Development of Validated Stability Indicating Method for Estimation of Vandetanib and Characterization of its Degradants by LC-ESI-MS

Abstract:

Aim: In the current study, stability indicating high performance liquid chromatography method (RP-HPLC) was developed and validated for the determination of Vandetanib, also its major degradants were identified and characterized by Liquid Chromatography- Tandem Mass spectrophotometric method (LC-ESI-MS). Methods and Materials: This method was developed on Nucleosil 100-5, C18 (250×4.6 mm, 5μm) column by using Methanol: Ammonium acetate buffer as Mobile phase in the ratio, 90:10 v/v, having flow rate of 1 ml/min. The estimation was carried out at 249 nm. Further Vandetanib was subjected to various stress condition like acidic, alkali, oxidative, thermal and photolytic degradation. The degradation pathways for major degradants were idenitifed. Results: The method was developed and validated for linearity, robustness, accuracy, precision, linear regression analysis data which indicates the good linear relationship, correlation coefficient was found 0.992 in the concentration range of 1-10 μg/ml.
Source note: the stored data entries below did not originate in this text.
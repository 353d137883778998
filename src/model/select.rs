//! Node selection queries used by the view layer

use super::{EntityKind, FrameModel, Tag};

fn matches(target: Option<f64>, value: f64) -> bool {
    target.map_or(true, |target| {
        (target - value).abs() <= 1e-9 * target.abs().max(value.abs()).max(1.0)
    })
}

impl FrameModel {
    /// Existing node tags on `start, start + step, …` up to `end`.
    ///
    /// The request is normalised first: a zero bound takes the other
    /// bound's value, the bounds are ordered, a negative step is flipped
    /// and a zero step spans the whole range in one jump.
    pub fn select_node_range(&self, start: Tag, step: i64, end: Tag) -> Vec<Tag> {
        let (mut start, mut end) = (start, end);
        if end == 0 {
            end = start;
        }
        if start == 0 {
            start = end;
        }
        if end < start {
            std::mem::swap(&mut start, &mut end);
        }
        let step = match step.unsigned_abs() {
            0 => u64::from(end - start).max(1),
            step => step,
        };

        (u64::from(start)..=u64::from(end))
            .step_by(usize::try_from(step).unwrap_or(usize::MAX))
            .filter_map(|tag| Tag::try_from(tag).ok())
            .filter(|&tag| self.contains(EntityKind::Node, tag))
            .collect()
    }

    /// Tags of nodes whose given coordinates all match, ascending.
    /// Returns nothing when no coordinate is given.
    pub fn select_nodes_at(&self, x: Option<f64>, y: Option<f64>, z: Option<f64>) -> Vec<Tag> {
        if x.is_none() && y.is_none() && z.is_none() {
            return Vec::new();
        }
        self.nodes()
            .filter(|(_, node)| matches(x, node.x) && matches(y, node.y) && matches(z, node.z))
            .map(|(tag, _)| tag)
            .collect()
    }

    /// Highlight or clear a group of nodes; absent tags are skipped
    pub fn highlight_nodes(&mut self, tags: &[Tag], highlighted: bool) {
        for &tag in tags {
            self.highlight(EntityKind::Node, tag, highlighted);
        }
    }
}
//! Patterned generation: node grids, repeated elements and bulk node data

use serde::{Deserialize, Serialize};

use super::{EntityKind, FrameModel, Tag};
use crate::elements::{Element, Fixity, Node};

/// Regular tag sequence `start + i·inc[0] + j·inc[1] + k·inc[2]`
/// for `i < repeat[0]`, `j < repeat[1]`, `k < repeat[2]`
#[derive(Debug, Clone, Copy, PartialEq, Eq, Serialize, Deserialize)]
pub struct TagPattern {
    pub start: Tag,
    pub repeat: [usize; 3],
    pub increment: [i64; 3],
}

impl TagPattern {
    /// Just `start`
    pub fn single(start: Tag) -> Self {
        Self {
            start,
            repeat: [1, 1, 1],
            increment: [0, 0, 0],
        }
    }

    pub fn new(start: Tag, repeat: [usize; 3], increment: [i64; 3]) -> Self {
        Self {
            start,
            repeat,
            increment,
        }
    }

    /// Tag at grid index `[i, j, k]`, `None` when it leaves the tag range
    fn tag_at(&self, index: [usize; 3]) -> Option<Tag> {
        let mut tag = i64::from(self.start);
        for (count, increment) in index.into_iter().zip(self.increment) {
            let step = i64::try_from(count).ok()?.checked_mul(increment)?;
            tag = tag.checked_add(step)?;
        }
        Tag::try_from(tag).ok().filter(|&tag| tag > 0)
    }

    /// Generated tags in i-major order. Entries that fall outside the
    /// positive tag range yield `None` so two patterns stay aligned.
    fn slots(&self) -> impl Iterator<Item = Option<Tag>> + '_ {
        let [ni, nj, nk] = self.repeat;
        (0..ni).flat_map(move |i| {
            (0..nj).flat_map(move |j| (0..nk).map(move |k| self.tag_at([i, j, k])))
        })
    }

    /// Positive tags of the pattern in generation order
    pub fn tags(&self) -> Vec<Tag> {
        self.slots().flatten().collect()
    }
}

impl FrameModel {
    /// Add a `counts[0] × counts[1] × counts[2]` grid of nodes at
    /// `origin + (i·dx, j·dy, k·dz)`, tags taken from `next_tag`.
    pub fn add_node_grid(&mut self, origin: [f64; 3], spacing: [f64; 3], counts: [usize; 3]) -> Vec<Tag> {
        let mut added = Vec::new();
        for i in 0..counts[0] {
            for j in 0..counts[1] {
                for k in 0..counts[2] {
                    let tag = self.next_tag(EntityKind::Node);
                    let node = Node::new(
                        origin[0] + spacing[0] * i as f64,
                        origin[1] + spacing[1] * j as f64,
                        origin[2] + spacing[2] * k as f64,
                    );
                    if self.add_node(tag, node) {
                        added.push(tag);
                    }
                }
            }
        }
        added
    }

    /// Add copies of `template` between the node pairs produced jointly by
    /// the two patterns. Pairs with an absent node are skipped.
    pub fn add_element_pattern(
        &mut self,
        template: &Element,
        i_nodes: &TagPattern,
        j_nodes: &TagPattern,
    ) -> Vec<Tag> {
        let mut added = Vec::new();
        for (i_node, j_node) in i_nodes.slots().zip(j_nodes.slots()) {
            let (Some(i_node), Some(j_node)) = (i_node, j_node) else {
                continue;
            };
            let tag = self.next_tag(EntityKind::Element);
            if self.add_element(tag, template.with_nodes(i_node, j_node)) {
                added.push(tag);
            }
        }
        added
    }

    pub fn apply_fixity(&mut self, pattern: &TagPattern, fixity: Fixity) {
        for tag in pattern.tags() {
            self.change_fixity(tag, fixity);
        }
    }

    pub fn apply_load(&mut self, pattern: &TagPattern, load: [f64; 6]) {
        for tag in pattern.tags() {
            self.change_load(tag, load);
        }
    }

    pub fn apply_mass(&mut self, pattern: &TagPattern, mass: f64) {
        for tag in pattern.tags() {
            self.change_mass(tag, mass);
        }
    }

    pub fn apply_displacement(&mut self, pattern: &TagPattern, displacement: [f64; 6]) {
        for tag in pattern.tags() {
            self.change_displacement(tag, displacement);
        }
    }
}

#[cfg(test)]
mod tests {
    use super::*;

    #[test]
    fn test_pattern_tags() {
        let pattern = TagPattern::new(1, [2, 3, 1], [10, 1, 0]);
        assert_eq!(pattern.tags(), vec![1, 2, 3, 11, 12, 13]);
        assert_eq!(TagPattern::single(4).tags(), vec![4]);
        assert!(TagPattern::new(1, [0, 1, 1], [1, 1, 1]).tags().is_empty());
    }

    #[test]
    fn test_pattern_skips_non_positive() {
        let pattern = TagPattern::new(2, [4, 1, 1], [-1, 0, 0]);
        assert_eq!(pattern.tags(), vec![2, 1]);
    }

    #[test]
    fn test_pattern_overflow_yields_no_tag() {
        let pattern = TagPattern::new(1, [3, 1, 1], [i64::MAX, 0, 0]);
        assert_eq!(pattern.tags(), vec![1]);

        let pattern = TagPattern::new(5, [1, 3, 1], [0, i64::MIN, 0]);
        assert_eq!(pattern.tags(), vec![5]);
        assert_eq!(pattern.slots().count(), 3);
    }

    #[test]
    fn test_node_grid() {
        let mut model = FrameModel::new();
        model.add_node(4, Node::default());
        let tags = model.add_node_grid([0.0, 0.0, 0.0], [6.0, 5.0, 3.5], [2, 1, 3]);
        assert_eq!(tags, vec![5, 6, 7, 8, 9, 10]);
        let last = model.get_node(10).unwrap();
        assert_eq!(last.coords(), [6.0, 0.0, 7.0]);
    }

    #[test]
    fn test_element_pattern_builds_columns() {
        let mut model = FrameModel::new();
        // two columns lines of three levels: tags 1..=3 and 4..=6
        model.add_node_grid([0.0; 3], [6.0, 1.0, 3.0], [2, 1, 3]);
        let columns = model.add_element_pattern(
            &Element::frame(0, 0, 1),
            &TagPattern::new(1, [2, 2, 1], [3, 1, 0]),
            &TagPattern::new(2, [2, 2, 1], [3, 1, 0]),
        );
        assert_eq!(columns, vec![1, 2, 3, 4]);
        assert_eq!(model.get_element(3).unwrap().nodes, [4, 5]);

        // the pair (3, 4) is fine but (4, 7) misses node 7
        let skipped = model.add_element_pattern(
            &Element::brace(0, 0, 1),
            &TagPattern::new(3, [2, 1, 1], [1, 0, 0]),
            &TagPattern::new(4, [2, 1, 1], [3, 0, 0]),
        );
        assert_eq!(skipped, vec![5]);
    }

    #[test]
    fn test_apply_helpers() {
        let mut model = FrameModel::new();
        model.add_node_grid([0.0; 3], [1.0; 3], [3, 1, 1]);
        let base = TagPattern::new(1, [5, 1, 1], [1, 0, 0]);
        model.apply_fixity(&base, Fixity::fixed());
        model.apply_mass(&TagPattern::single(2), 12.5);
        model.apply_load(&TagPattern::single(3), [0.0, 0.0, -1.0, 0.0, 0.0, 0.0]);
        assert!(model.nodes().all(|(_, node)| node.fixity == Fixity::fixed()));
        assert_eq!(model.get_node(2).unwrap().mass, 12.5);
        assert_eq!(model.get_node(3).unwrap().load[2], -1.0);
    }
}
In the stress results, the degradation of drug in alkaline, as well as acidic medium showed significantly. The product degradation was characterized by the LC-MS technique. Conclusion: The developed method was found to be rapid, sensitive, accurate, precise, and robust for the analysis of Vandetanib by which routine analysis of drugs can be done.

Key words: Mass Spectroscopy (MS), Vandetanib, High-Performance Liquid Chromatography (HPLC), Validation, Stress degradation.